▸ Instructions to follow:
Go through the data below. Pull out every line that has the word "const".

[Opening The input section]

//! Layered jail filesystem: overlay root, pseudo filesystems, template binds

use crate::config::{JailConfig, MountSpec};
use crate::host::{Host, MountRequest};
use crate::ledger::MountLedger;
use crate::{JailError, Result};
use nix::mount::MsFlags;
use std::fs;
use std::path::{Path, PathBuf};

/// Template tree mount point inside the jail
pub const TEMPLATE_MOUNT_POINT: &str = "template";

/// Template scripts mount point inside the jail
pub const SCRIPTS_MOUNT_POINT: &str = "scripts";

/// Scripts directory inside the template tree
pub const TEMPLATE_SCRIPTS_DIR: &str = "scripts";

/// Marker file name used to probe the template binds for writability
pub const WRITE_PROBE_NAME: &str = ".sysweaver-write-probe";

/// A kernel pseudo filesystem mounted into every jail
struct PseudoFs {
    dir: &'static str,
    fs_type: &'static str,
    flags: MsFlags,
    data: Option<&'static str>,
}

/// Mount order matters: `dev/pts` lives on `dev`.
const PSEUDO_FILESYSTEMS: [PseudoFs; 4] = [
    PseudoFs {
        dir: "proc",
        fs_type: "proc",
        flags: MsFlags::MS_NOSUID.union(MsFlags::MS_NODEV).union(MsFlags::MS_NOEXEC),
        data: None,
    },
    PseudoFs {
        dir: "sys",
        fs_type: "sysfs",
        flags: MsFlags::MS_NOSUID
            .union(MsFlags::MS_NODEV)
            .union(MsFlags::MS_NOEXEC)
            .union(MsFlags::MS_RDONLY),
        data: None,
    },
    PseudoFs {
        dir: "dev",
        fs_type: "devtmpfs",
        flags: MsFlags::MS_NOSUID,
        data: Some("mode=0755"),
    },
    PseudoFs {
        dir: "dev/pts",
        fs_type: "devpts",
        flags: MsFlags::MS_NOSUID.union(MsFlags::MS_NOEXEC),
        data: Some("newinstance,ptmxmode=0666,mode=0620"),
    },
];

/// Paths of one jail on the host
#[derive(Debug, Clone, PartialEq, Eq)]
pub struct JailLayout {
    pub root: PathBuf,
    pub base: PathBuf,
    pub template: PathBuf,
    pub scratch: PathBuf,
}

impl JailLayout {
    #[must_use]
    pub fn new(config: &JailConfig) -> Self {
        Self {
            root: config.chroot_dir.clone(),
            base: config.base_dir.clone(),
            template: config.template_dir.clone(),
            scratch: config.scratch_dir(),
        }
    }

    #[must_use]
    pub fn upper(&self) -> PathBuf {
        self.scratch.join("upper")
    }

    #[must_use]
    pub fn work(&self) -> PathBuf {
        self.scratch.join("work")
    }

    #[must_use]
    pub fn template_target(&self) -> PathBuf {
        self.root.join(TEMPLATE_MOUNT_POINT)
    }

    #[must_use]
    pub fn scripts_target(&self) -> PathBuf {
        self.root.join(SCRIPTS_MOUNT_POINT)
    }

    #[must_use]
    pub fn scripts_source(&self) -> PathBuf {
        self.template.join(TEMPLATE_SCRIPTS_DIR)
    }

    /// Every mount the jail always creates, in mount order.
    #[must_use]
    pub fn fixed_targets(&self) -> Vec<PathBuf> {
        let mut targets = vec![self.root.clone()];
        targets.extend(PSEUDO_FILESYSTEMS.iter().map(|fs| self.root.join(fs.dir)));
        targets.push(self.template_target());
        targets.push(self.scripts_target());
        targets
    }

    /// Directories whose loop devices belong to this jail.
    #[must_use]
    pub fn loop_owners(&self) -> Vec<PathBuf> {
        vec![self.root.clone(), self.scratch.clone()]
    }
}

/// How strictly a read-only bind is checked after remounting
#[derive(Debug, Clone, Copy, PartialEq, Eq)]
enum Verify {
    /// Writable means the template can be corrupted: abort the build
    Critical,
    /// Writable is an ordinary mount failure
    Strict,
}

/// Builds the jail filesystem, recording every successful mount
pub struct MountOrchestrator<'a> {
    host: &'a dyn Host,
    layout: &'a JailLayout,
    ledger: &'a mut MountLedger,
}

impl<'a> MountOrchestrator<'a> {
    pub fn new(host: &'a dyn Host, layout: &'a JailLayout, ledger: &'a mut MountLedger) -> Self {
        Self {
            host,
            layout,
            ledger,
        }
    }

    /// Setup all mounts. Stops at the first failure, leaving whatever
    /// succeeded in the ledger for rollback.
    pub fn build(&mut self, extra: &[MountSpec]) -> Result<()> {
        self.layered_root()?;
        self.pseudo_filesystems()?;
        self.template_binds()?;
        self.extra_mounts(extra)?;
        tracing::info!(
            root = %self.layout.root.display(),
            mounts = self.ledger.len(),
            "jail filesystem ready"
        );
        Ok(())
    }

    fn mount(&mut self, request: &MountRequest) -> Result<()> {
        self.host.mount(request)?;
        if !request.is_remount() {
            self.ledger.record(&request.target);
        }
        Ok(())
    }

    fn layered_root(&mut self) -> Result<()> {
        let layout = self.layout;
        tracing::debug!(
            lower = %layout.base.display(),
            scratch = %layout.scratch.display(),
            "preparing overlay root"
        );

        if layout.scratch.exists() {
            fs::remove_dir_all(&layout.scratch).map_err(|e| {
                JailError::Mount(format!(
                    "failed to clear scratch {}: {e}",
                    layout.scratch.display()
                ))
            })?;
        }
        for dir in [layout.upper(), layout.work()] {
            fs::create_dir_all(&dir).map_err(|e| {
                JailError::Mount(format!("failed to create {}: {e}", dir.display()))
            })?;
        }

        self.mount(&MountRequest::overlay(
            &layout.base,
            &layout.upper(),
            &layout.work(),
            &layout.root,
        ))
    }

    fn pseudo_filesystems(&mut self) -> Result<()> {
        for pseudo in &PSEUDO_FILESYSTEMS {
            let target = self.layout.root.join(pseudo.dir);
            tracing::debug!(fs = pseudo.fs_type, target = %target.display(), "pseudo filesystem");
            create_dir(&target)?;
            self.mount(&MountRequest::filesystem(
                pseudo.fs_type,
                Path::new(pseudo.fs_type),
                &target,
                pseudo.flags,
                pseudo.data.map(str::to_owned),
            ))?;
        }
        Ok(())
    }

    fn template_binds(&mut self) -> Result<()> {
        let layout = self.layout;
        let scripts = layout.scripts_source();
        if !scripts.is_dir() {
            return Err(JailError::PathNotFound {
                what: "template scripts",
                path: scripts,
            });
        }

        self.bind_read_only(&layout.template, &layout.template_target(), true, Verify::Critical)?;
        self.bind_read_only(&scripts, &layout.scripts_target(), true, Verify::Critical)
    }

    /// Bind, remount read-only, then prove it by trying to write.
    fn bind_read_only(
        &mut self,
        source: &Path,
        target: &Path,
        recursive: bool,
        verify: Verify,
    ) -> Result<()> {
        tracing::debug!(source = %source.display(), target = %target.display(), "ro bind mount");

        create_dir(target)?;
        self.mount(&MountRequest::bind(source, target, recursive))?;
        self.mount(&MountRequest::remount_read_only(target))?;

        if self.host.probe_writable(target)? {
            let message = format!(
                "{} is writable inside the jail after read-only remount",
                target.display()
            );
            return Err(match verify {
                Verify::Critical => {
                    tracing::error!(target = %target.display(), "template bind is writable");
                    JailError::CriticalInvariantViolation(message)
                }
                Verify::Strict => JailError::Mount(message),
            });
        }
        Ok(())
    }

    fn extra_mounts(&mut self, extra: &[MountSpec]) -> Result<()> {
        for spec in extra {
            let target = self.layout.root.join(spec.relative_destination()?);
            prepare_target(&spec.source, &target)?;

            if spec.is_bind() {
                let recursive = spec.options.iter().any(|o| o == "rbind");
                if spec.is_read_only() {
                    self.bind_read_only(&spec.source, &target, recursive, Verify::Strict)?;
                } else {
                    tracing::debug!(source = %spec.source.display(), target = %target.display(), "rw bind mount");
                    self.mount(&MountRequest::bind(&spec.source, &target, recursive))?;
                }
            } else {
                let (flags, data) = parse_mount_options(&spec.options);
                tracing::debug!(
                    fs = %spec.fs_type,
                    target = %target.display(),
                    data = data.as_deref().unwrap_or(""),
                    "typed mount"
                );
                self.mount(&MountRequest::filesystem(
                    &spec.fs_type,
                    &spec.source,
                    &target,
                    flags,
                    data,
                ))?;
            }
        }
        Ok(())
    }
}

/// Split mount options into kernel flags and the filesystem data string.
#[must_use]
pub fn parse_mount_options(options: &[String]) -> (MsFlags, Option<String>) {
    let mut flags = MsFlags::empty();
    let mut data = Vec::new();

    for option in options {
        match option.as_str() {
            "ro" => flags |= MsFlags::MS_RDONLY,
            "nosuid" => flags |= MsFlags::MS_NOSUID,
            "nodev" => flags |= MsFlags::MS_NODEV,
            "noexec" => flags |= MsFlags::MS_NOEXEC,
            "noatime" => flags |= MsFlags::MS_NOATIME,
            "nodiratime" => flags |= MsFlags::MS_NODIRATIME,
            "relatime" => flags |= MsFlags::MS_RELATIME,
            "strictatime" => flags |= MsFlags::MS_STRICTATIME,
            "sync" => flags |= MsFlags::MS_SYNCHRONOUS,
            "dirsync" => flags |= MsFlags::MS_DIRSYNC,
            "rw" | "defaults" | "bind" | "rbind" => {}
            other => data.push(other),
        }
    }

    let data = (!data.is_empty()).then(|| data.join(","));
    (flags, data)
}

/// Whether a mount target should be a placeholder file rather than a directory.
fn looks_file_like(source: &Path, target: &Path) -> bool {
    if source.is_file() {
        return true;
    }
    !source.is_dir() && target.extension().is_some()
}

fn prepare_target(source: &Path, target: &Path) -> Result<()> {
    if target.exists() {
        return Ok(());
    }
    if looks_file_like(source, target) {
        if let Some(parent) = target.parent() {
            create_dir(parent)?;
        }
        fs::File::create(target).map_err(|e| {
            JailError::Mount(format!(
                "failed to create mount point {}: {e}",
                target.display()
            ))
        })?;
        Ok(())
    } else {
        create_dir(target)
    }
}

fn create_dir(path: &Path) -> Result<()> {
    fs::create_dir_all(path).map_err(|e| {
        JailError::Mount(format!("failed to create mount point {}: {e}", path.display()))
    })
}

[Closing The input section]

▸ Result of the exercise:
pub const TEMPLATE_MOUNT_POINT: &str = "template";
pub const SCRIPTS_MOUNT_POINT: &str = "scripts";
pub const TEMPLATE_SCRIPTS_DIR: &str = "scripts";
pub const WRITE_PROBE_NAME: &str = ".sysweaver-write-probe";
const PSEUDO_FILESYSTEMS: [PseudoFs; 4] = [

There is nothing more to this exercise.